E cadê a novidade num
fato tão comum a qualquer homem, além de se tratar de alguém já muito antigo na
História?
Mas, esse não era
aquele que buscava, incessantemente, como só costuma se dá com um homem
(teimoso, insistente) a fonte da eterna juventude?
O próprio. Aliás,
como tantos homens, antes dele e após sua morte, pelo que se sabe, passou longe de mostrar em sua face sinais de
que, afinal, encontrou o que passou a vida a buscar, mesmo que muitos de nós
não declarem explicitamente o que fazem em suas caminhadas secretas, dentro ou
fora de si.
Se morreu, imortal
não era, não é. Curiosa, e é isso que me fez ir ao encontro de Ponce de León
(onde quer que ele se encontre, em nossa fantasia de eternidade), é a
costumeira confusão que fazemos com duas palavras que “tomamos” (infelizmente,
não é uma porção daquela tal fonte) como iguais em significado: imortal e
eterno.
Ser imortal é
simplesmente não morrer, mas para isso é preciso que se tenha nascido. Ser
eterno é também jamais deixar de viver, porém, sem nunca ter nascido: o que é
eterno existe desde sempre, não teve começo e não terá fim (para alguns, uma
verdadeira chatice): se tivesse um início, nasceria, e então tudo antes desse
nascimento era um nada, não sendo, portanto, eterno.
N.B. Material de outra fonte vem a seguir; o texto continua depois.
//! The tagged-tree document value model.
//!
//! Documents in VellumDB are opaque tagged trees: self-describing values with
//! typed leaves, arrays and objects. The façade never interprets user
//! attributes beyond the reserved identity attributes (`_key`, `_id`, `_rev`);
//! everything else is carried through verbatim.
//!
//! # Example
//!
//! ```
//! use vellumdb_core::Value;
//!
//! let doc = Value::object([
//!     ("_key", Value::from("42")),
//!     ("name", Value::from("Alice")),
//! ]);
//!
//! assert_eq!(doc.get("name").and_then(Value::as_str), Some("Alice"));
//! ```

use std::cmp::Ordering;
use std::collections::BTreeMap;

use serde::ser::{Serialize, SerializeMap, SerializeSeq, Serializer};

use crate::error::{Error, ErrorCode};

/// Key under which custom-tagged blobs survive a JSON round-trip.
///
/// JSON has no representation for the custom leaf type, so a custom blob is
/// encoded as a single-attribute object `{"$custom": "<hex>"}` on the wire.
const CUSTOM_MARKER: &str = "$custom";

/// A tagged-tree value.
///
/// Numbers are either 64-bit signed integers or 64-bit floats; the two are
/// unified for comparison purposes. Objects keep their attributes sorted by
/// name, which makes equality and iteration deterministic.
#[derive(Debug, Clone, PartialEq, Default)]
pub enum Value {
    /// Null / missing value.
    #[default]
    Null,
    /// Boolean value.
    Bool(bool),
    /// 64-bit signed integer.
    Int(i64),
    /// 64-bit floating point number.
    Float(f64),
    /// UTF-8 string.
    String(String),
    /// Array of values.
    Array(Vec<Value>),
    /// Object with named attributes.
    Object(BTreeMap<String, Value>),
    /// Custom-tagged binary leaf (first byte is the tag).
    Custom(Vec<u8>),
}

impl Value {
    /// Build an object value from attribute pairs.
    pub fn object<K: Into<String>, I: IntoIterator<Item = (K, Value)>>(attrs: I) -> Self {
        Self::Object(attrs.into_iter().map(|(k, v)| (k.into(), v)).collect())
    }

    /// Returns `true` if this is an object.
    #[must_use]
    pub const fn is_object(&self) -> bool {
        matches!(self, Self::Object(_))
    }

    /// Returns `true` if this is an array.
    #[must_use]
    pub const fn is_array(&self) -> bool {
        matches!(self, Self::Array(_))
    }

    /// Returns `true` if this is a string.
    #[must_use]
    pub const fn is_string(&self) -> bool {
        matches!(self, Self::String(_))
    }

    /// Returns `true` if this is null.
    #[must_use]
    pub const fn is_null(&self) -> bool {
        matches!(self, Self::Null)
    }

    /// Returns `true` if this is a custom-tagged blob.
    #[must_use]
    pub const fn is_custom(&self) -> bool {
        matches!(self, Self::Custom(_))
    }

    /// Get an object attribute by name.
    #[must_use]
    pub fn get(&self, attribute: &str) -> Option<&Value> {
        match self {
            Self::Object(attrs) => attrs.get(attribute),
            _ => None,
        }
    }

    /// Follow an attribute path into nested objects.
    #[must_use]
    pub fn get_path(&self, path: &[String]) -> Option<&Value> {
        let mut current = self;
        for part in path {
            current = current.get(part)?;
        }
        Some(current)
    }

    /// The string payload, if this is a string.
    #[must_use]
    pub fn as_str(&self) -> Option<&str> {
        match self {
            Self::String(s) => Some(s),
            _ => None,
        }
    }

    /// The integer payload, if this is an integer.
    #[must_use]
    pub const fn as_int(&self) -> Option<i64> {
        match self {
            Self::Int(i) => Some(*i),
            _ => None,
        }
    }

    /// The numeric payload widened to `f64`, if this is a number.
    #[must_use]
    pub fn as_number(&self) -> Option<f64> {
        match self {
            Self::Int(i) => Some(*i as f64),
            Self::Float(f) => Some(*f),
            _ => None,
        }
    }

    /// The element list, if this is an array.
    #[must_use]
    pub fn as_array(&self) -> Option<&[Value]> {
        match self {
            Self::Array(items) => Some(items),
            _ => None,
        }
    }

    /// The attribute map, if this is an object.
    #[must_use]
    pub const fn as_object(&self) -> Option<&BTreeMap<String, Value>> {
        match self {
            Self::Object(attrs) => Some(attrs),
            _ => None,
        }
    }

    /// The raw bytes, if this is a custom-tagged blob.
    #[must_use]
    pub fn as_custom(&self) -> Option<&[u8]> {
        match self {
            Self::Custom(bytes) => Some(bytes),
            _ => None,
        }
    }

    /// Name of the value type, for error messages.
    #[must_use]
    pub const fn type_name(&self) -> &'static str {
        match self {
            Self::Null => "null",
            Self::Bool(_) => "bool",
            Self::Int(_) => "int",
            Self::Float(_) => "float",
            Self::String(_) => "string",
            Self::Array(_) => "array",
            Self::Object(_) => "object",
            Self::Custom(_) => "custom",
        }
    }

    /// Rank used to order values of different types.
    ///
    /// null < bool < number < string < array < object < custom. Integers and
    /// floats share a rank and compare numerically.
    const fn type_rank(&self) -> u8 {
        match self {
            Self::Null => 0,
            Self::Bool(_) => 1,
            Self::Int(_) | Self::Float(_) => 2,
            Self::String(_) => 3,
            Self::Array(_) => 4,
            Self::Object(_) => 5,
            Self::Custom(_) => 6,
        }
    }

    /// Total order over values.
    ///
    /// This is the order indexes and the condition normaliser use; it must be
    /// deterministic for every pair of values, so floats are compared with
    /// `total_cmp`.
    #[must_use]
    pub fn compare(&self, other: &Self) -> Ordering {
        let rank = self.type_rank().cmp(&other.type_rank());
        if rank != Ordering::Equal {
            return rank;
        }

        match (self, other) {
            (Self::Null, Self::Null) => Ordering::Equal,
            (Self::Bool(a), Self::Bool(b)) => a.cmp(b),
            (a @ (Self::Int(_) | Self::Float(_)), b) => {
                let (Some(x), Some(y)) = (a.as_number(), b.as_number()) else {
                    return Ordering::Equal;
                };
                x.total_cmp(&y)
            }
            (Self::String(a), Self::String(b)) => a.cmp(b),
            (Self::Array(a), Self::Array(b)) => {
                for (x, y) in a.iter().zip(b.iter()) {
                    let cmp = x.compare(y);
                    if cmp != Ordering::Equal {
                        return cmp;
                    }
                }
                a.len().cmp(&b.len())
            }
            (Self::Object(a), Self::Object(b)) => {
                for ((ka, va), (kb, vb)) in a.iter().zip(b.iter()) {
                    let cmp = ka.cmp(kb);
                    if cmp != Ordering::Equal {
                        return cmp;
                    }
                    let cmp = va.compare(vb);
                    if cmp != Ordering::Equal {
                        return cmp;
                    }
                }
                a.len().cmp(&b.len())
            }
            (Self::Custom(a), Self::Custom(b)) => a.cmp(b),
            _ => Ordering::Equal,
        }
    }
}

impl From<&str> for Value {
    fn from(s: &str) -> Self {
        Self::String(s.to_string())
    }
}

impl From<String> for Value {
    fn from(s: String) -> Self {
        Self::String(s)
    }
}

impl From<i64> for Value {
    fn from(i: i64) -> Self {
        Self::Int(i)
    }
}

impl From<u64> for Value {
    fn from(i: u64) -> Self {
        // Values past i64::MAX lose integer-ness but stay comparable.
        i64::try_from(i).map_or(Self::Float(i as f64), Self::Int)
    }
}

impl From<f64> for Value {
    fn from(f: f64) -> Self {
        Self::Float(f)
    }
}

impl From<bool> for Value {
    fn from(b: bool) -> Self {
        Self::Bool(b)
    }
}

impl<V: Into<Value>> From<Vec<V>> for Value {
    fn from(items: Vec<V>) -> Self {
        Self::Array(items.into_iter().map(Into::into).collect())
    }
}

impl Serialize for Value {
    fn serialize<S: Serializer>(&self, serializer: S) -> Result<S::Ok, S::Error> {
        match self {
            Self::Null => serializer.serialize_unit(),
            Self::Bool(b) => serializer.serialize_bool(*b),
            Self::Int(i) => serializer.serialize_i64(*i),
            Self::Float(f) => serializer.serialize_f64(*f),
            Self::String(s) => serializer.serialize_str(s),
            Self::Array(items) => {
                let mut seq = serializer.serialize_seq(Some(items.len()))?;
                for item in items {
                    seq.serialize_element(item)?;
                }
                seq.end()
            }
            Self::Object(attrs) => {
                let mut map = serializer.serialize_map(Some(attrs.len()))?;
                for (key, value) in attrs {
                    map.serialize_entry(key, value)?;
                }
                map.end()
            }
            Self::Custom(bytes) => {
                let mut map = serializer.serialize_map(Some(1))?;
                map.serialize_entry(CUSTOM_MARKER, &hex_encode(bytes))?;
                map.end()
            }
        }
    }
}

/// Render a value as a JSON string for the wire.
pub fn to_json_string(value: &Value) -> Result<String, Error> {
    serde_json::to_string(value)
        .map_err(|e| Error::with_message(ErrorCode::Internal, e.to_string()))
}

/// Parse a JSON wire string into a value.
///
/// Parse failures surface the parser message; callers in the coordinator
/// pipeline report these as `Internal` together with the raw body.
pub fn from_json_str(body: &str) -> Result<Value, String> {
    let json: serde_json::Value = serde_json::from_str(body).map_err(|e| e.to_string())?;
    Ok(from_json(&json))
}

/// Convert a parsed JSON tree into a value.
#[must_use]
pub fn from_json(json: &serde_json::Value) -> Value {
    match json {
        serde_json::Value::Null => Value::Null,
        serde_json::Value::Bool(b) => Value::Bool(*b),
        serde_json::Value::Number(n) => n
            .as_i64()
            .map(Value::Int)
            .or_else(|| n.as_f64().map(Value::Float))
            .unwrap_or(Value::Null),
        serde_json::Value::String(s) => Value::String(s.clone()),
        serde_json::Value::Array(items) => Value::Array(items.iter().map(from_json).collect()),
        serde_json::Value::Object(attrs) => {
            // A single $custom attribute denotes a custom-tagged blob.
            if attrs.len() == 1 {
                if let Some(serde_json::Value::String(hex)) = attrs.get(CUSTOM_MARKER) {
                    if let Some(bytes) = hex_decode(hex) {
                        return Value::Custom(bytes);
                    }
                }
            }
            Value::Object(attrs.iter().map(|(k, v)| (k.clone(), from_json(v))).collect())
        }
    }
}

fn hex_encode(bytes: &[u8]) -> String {
    let mut out = String::with_capacity(bytes.len() * 2);
    for b in bytes {
        out.push_str(&format!("{b:02x}"));
    }
    out
}

fn hex_decode(hex: &str) -> Option<Vec<u8>> {
    if hex.len() % 2 != 0 {
        return None;
    }
    (0..hex.len())
        .step_by(2)
        .map(|i| u8::from_str_radix(&hex[i..i + 2], 16).ok())
        .collect()
}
O que nasce pode até (pode
mesmo?) não morrer, se imortal for, mas eterno, jamais!
Se se quer uma
juventude eterna, é necessário que essa juventude não só não ache seu termo
definitivo, como também que sempre tenha sido justamente isso: e como só se
deseja a juventude porque se nasceu, porque se se tornou jovem (um velho, perto
da criança que nasceu) e teme-se o velho que há de se tornar, o que se busca é
nascer, chegar à juventude e daí para frente ser imortal, sempre jovem.
Imagina só! Se essa
fonte brota e se se pode ter sempre a mesma cara, sem os sinais característicos
do tempo, espécie de asteriscos que remetem nossos olhos para o passado, o que
seria de nós: seriamos, vivendo para sempre, sem sermos eternos, uns jovens com
toda a experiência que só o tempo dá (e não dá de graça, cobrando “de cara” o
seu preço, à vista, cansada, ou a prazo, cansando-nos de tanto pagar) ou
ficaríamos martelando sempre nesses dias de juventude, sem jamais amadurecer?
Eterna juventude!...
Isso não há. Juventude para sempre, a partir da fonte, com dados colhidos nessa
ânsia humana de viver muito, que graça haveria de ter? A menos que alguns
espertos, sempre jovens, com todo o tempo pela frente para serem jovens e
espertos, se apropriassem da fonte, vendendo caro sua água, acessível
tão-somente a quem pode pagar – e se isso, de fato, acontecesse, talvez num
primeiro momento os não-ungidos pudessem morrer (mesmo que ainda naturalmente
jovens) de inveja, antecipando um fim por não poderem partilhar com os
escolhidos dessa juventude a toda prova, imorredoura. Mas, é provável que, com
o tempo, os sempre-jovens, sem demonstrarem isso na cara, por não terem ali as
marcas da própria história, também viessem a morrer de inveja dos simples
mortais, menos por este não viverem para sempre e mais por se diferenciarem, no
rosto, daquela monotonia de traços numa pela lisa, sem as asperezas que
identificam a individualidade em trajetórias que nunca se repetem.
Se eu encontrasse o
caminha da fonte, mesmo que esta estivesse na roça, talvez, como qualquer
mortal, não resistisse, ainda que sem sede e sem um calor no corpo que
justificassem mergulho tão profundo, a ponto de modificar, para sempre, a flor
da pele, à flor da pele. E tendo aprendido o que já sei – e sei que não é
muito: o que pode significar que estou ficando maduro –, minha face de mim uma
coisa, enquanto minhas memórias, outra, num embate em que o ridículo e o
patético se digladiariam pela primazia de reinar absolutos num homem cujas
palavras que lhe saem da língua, a mesma que “sabe” à água, são já algo
maduras, enquanto que o olhar se reveste, numa perspectiva imortal, de
esperança sempre verde: acreditar na (própria) língua ou, propriamente, nos
olhos?
Se a resposta for
“nos olhos”, jovem por todo o sempre, desde a água da fonte, para que palavras?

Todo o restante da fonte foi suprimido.